In an emergency situation involving blood or potentially infectious materials, you should always use Universal Precautions and try to minimize your exposure by wearing gloves, splash goggles, pocket mouth-to-mouth resuscitation masks, and other barrier devices.

If you are exposed, however, you should:

  1. Wash the exposed area thoroughly with soap and running water. Use non-abrasive, antibacterial soap if possible.

    If blood is splashed in the eye or mucous membrane, flush the affected area with running water for at least 15 minutes.

  2. Report the exposure to your supervisor as soon as possible.
  3. Fill out an exposure report form, if you desire. This form will be kept in your personnel file for 40 years so that you can document workplace exposure to hazardous substances. This report is available from your supervisor or from  EHS.
  4. You may also go to a Doctor to request blood testing or the Hepatitis B vaccination if you have not already received it.

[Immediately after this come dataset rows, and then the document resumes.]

// Copyright (c) 2025 Soumyadip Sarkar.
// All rights reserved.
//
// This source code is licensed under the license found in the
// LICENSE file in the root directory of this source tree.

//! Snapshots handed to the presentation layer. Each one is a pure function of
//! the transactions, the filters and the goal, rebuilt on demand.

use chrono::{Datelike, NaiveDate};
use rust_decimal::Decimal;
use serde::Serialize;

use crate::analytics::{self, CategoryStats, MonthlyStats, StatusCounts};
use crate::budget::{self, BudgetGoal, UsageLevel};
use crate::filters::{FilterCriteria, apply_filters};
use crate::models::{Category, Method, Transaction};

/// How many recent or recurring entries the views list.
pub const LIST_PREVIEW: usize = 5;

#[derive(Debug, Clone, Serialize)]
pub struct DashboardSummary {
    pub total_spent: Decimal,
    pub top_category: Option<Category>,
    pub most_used_method: Option<Method>,
    pub transaction_count: usize,
    pub average_transaction: Decimal,
    pub status: StatusCounts,
    pub goal: BudgetGoal,
    pub progress_percent: u8,
    pub remaining: Decimal,
    pub by_category: CategoryStats,
    pub by_month: MonthlyStats,
    pub recurring: Vec<Transaction>,
    pub years: Vec<i32>,
}

impl DashboardSummary {
    pub fn compute(all: &[Transaction], criteria: &FilterCriteria, goal: BudgetGoal) -> Self {
        let filtered = apply_filters(all, criteria);
        let total = analytics::total_spent(&filtered);
        let by_category = analytics::category_totals(&filtered);
        Self {
            total_spent: total,
            top_category: by_category.top().cloned(),
            most_used_method: analytics::most_used_method(&filtered),
            transaction_count: filtered.len(),
            average_transaction: analytics::average_transaction(&filtered),
            status: analytics::status_counts(&filtered),
            goal,
            progress_percent: budget::progress_percent(total, goal.amount()),
            remaining: budget::remaining(total, goal.amount()),
            by_category,
            by_month: analytics::monthly_totals(&filtered),
            recurring: analytics::recurring(&filtered),
            years: analytics::available_years(all),
        }
    }
}

#[derive(Debug, Clone, Serialize)]
pub struct HomeSummary {
    pub budget: BudgetGoal,
    pub spent_this_month: Decimal,
    pub remaining: Decimal,
    pub usage_percent: Decimal,
    pub usage_level: UsageLevel,
    pub transaction_count: usize,
    pub top_category: Option<Category>,
    pub average_transaction: Decimal,
    pub status: StatusCounts,
    pub by_category: CategoryStats,
    pub recent: Vec<Transaction>,
}

impl HomeSummary {
    /// The monthly figures cover the calendar month containing `today`; the
    /// rest covers the whole collection.
    pub fn compute(all: &[Transaction], today: NaiveDate, goal: BudgetGoal) -> Self {
        let spent = analytics::period_spend(all, today.year(), today.month());
        let usage = budget::usage_percent(spent, goal.amount());
        let by_category = analytics::category_totals(all);
        Self {
            budget: goal,
            spent_this_month: spent,
            remaining: budget::remaining(spent, goal.amount()),
            usage_percent: usage,
            usage_level: UsageLevel::from_percent(usage),
            transaction_count: all.len(),
            top_category: by_category.top().cloned(),
            average_transaction: analytics::average_transaction(all),
            status: analytics::status_counts(all),
            by_category,
            recent: all.iter().take(LIST_PREVIEW).cloned().collect(),
        }
    }
}
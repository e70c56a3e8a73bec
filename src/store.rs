// Copyright (c) 2025 Soumyadip Sarkar.
// All rights reserved.
//
// This source code is licensed under the license found in the
// LICENSE file in the root directory of this source tree.

use reqwest::StatusCode;
use reqwest::blocking::{Client, RequestBuilder, Response};

use crate::error::{Result, SmartSpendError};
use crate::models::{Transaction, TransactionDraft, decode_transactions};

/// Remote owner of the user's transactions.
pub trait TransactionStore {
    fn fetch_all(&self) -> Result<Vec<Transaction>>;
    fn create(&self, draft: &TransactionDraft) -> Result<Transaction>;
    fn update(&self, id: &str, draft: &TransactionDraft) -> Result<Transaction>;
    fn delete(&self, id: &str) -> Result<()>;
}

/// REST client for the transaction API. Every call carries the bearer token;
/// without one no request is made.
pub struct HttpTransactionStore {
    client: Client,
    base_url: String,
    token: Option<String>,
}

impl HttpTransactionStore {
    pub fn new(client: Client, base_url: &str, token: Option<String>) -> Self {
        Self {
            client,
            base_url: base_url.trim_end_matches('/').to_string(),
            token: token.filter(|t| !t.trim().is_empty()),
        }
    }

    fn url(&self, path: &str) -> String {
        format!("{}/api/transactions{}", self.base_url, path)
    }

    fn authed(&self, req: RequestBuilder) -> Result<RequestBuilder> {
        let token = self.token.as_deref().ok_or(SmartSpendError::Unauthenticated)?;
        Ok(req.bearer_auth(token))
    }

    fn check(resp: Response, action: &'static str) -> Result<Response> {
        classify(resp.status(), action)?;
        Ok(resp)
    }
}

/// Maps a response status onto the store's errors. 401 and 403 read as a
/// lost session.
pub fn classify(status: StatusCode, action: &'static str) -> Result<()> {
    if status == StatusCode::UNAUTHORIZED || status == StatusCode::FORBIDDEN {
        tracing::warn!(action, %status, "transaction store refused credentials");
        return Err(SmartSpendError::Unauthenticated);
    }
    if !status.is_success() {
        tracing::warn!(action, %status, "transaction store request failed");
        return Err(SmartSpendError::Rejected {
            action,
            status: status.as_u16(),
        });
    }
    Ok(())
}

impl TransactionStore for HttpTransactionStore {
    fn fetch_all(&self) -> Result<Vec<Transaction>> {
        let req = self.authed(self.client.get(self.url("")))?;
        let resp = Self::check(req.send()?, "fetch")?;
        let txns = decode_transactions(resp.json::<Vec<serde_json::Value>>()?);
        tracing::debug!(count = txns.len(), "fetched transactions");
        Ok(txns)
    }

    fn create(&self, draft: &TransactionDraft) -> Result<Transaction> {
        draft.validate()?;
        let req = self.authed(self.client.post(self.url("/add")))?;
        let resp = Self::check(req.json(draft).send()?, "add")?;
        let created: Transaction = resp.json()?;
        tracing::info!(id = %created.id, "transaction added");
        Ok(created)
    }

    fn update(&self, id: &str, draft: &TransactionDraft) -> Result<Transaction> {
        draft.validate()?;
        let req = self.authed(self.client.put(self.url(&format!("/update/{}", id))))?;
        let resp = Self::check(req.json(draft).send()?, "update")?;
        let updated: Transaction = resp.json()?;
        tracing::info!(id = %updated.id, "transaction updated");
        Ok(updated)
    }

    fn delete(&self, id: &str) -> Result<()> {
        let req = self.authed(self.client.delete(self.url(&format!("/delete/{}", id))))?;
        Self::check(req.send()?, "delete")?;
        tracing::info!(id, "transaction deleted");
        Ok(())
    }
}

The Doctor has a specific set of procedures they will follow for all post-exposure cases. These are:

Document the route(s) of exposure and the circumstances under which the exposure incident occurred.
Identify and document the source individual unless such documentation is impossible or prohibited by law.
Test the source individual's blood for HBV and HIV as soon as possible after consent is obtained. If the source individual is known to be seropositive for HBV or HIV, testing for that virus need not be done.
Collect your blood as soon feasible, and test it after your consent is obtained.

(If you consent to baseline blood collection, but do not give consent at that time for HIV serological testing, your blood sample will be kept for at least 90 days. If, within 90 days of the incident, you decide to consent to have the baseline sample tested, such testing shall be done as soon as possible, and at no cost to you.)

Administer post exposure prophylaxes, when medically indicated, as recommended by the US Public Health Service.
Provide counseling.
Evaluate reported illnesses.

Apart from the circumstances surrounding the exposure itself, all other findings or diagnosis by the health care professional(s) will remain entirely confidential.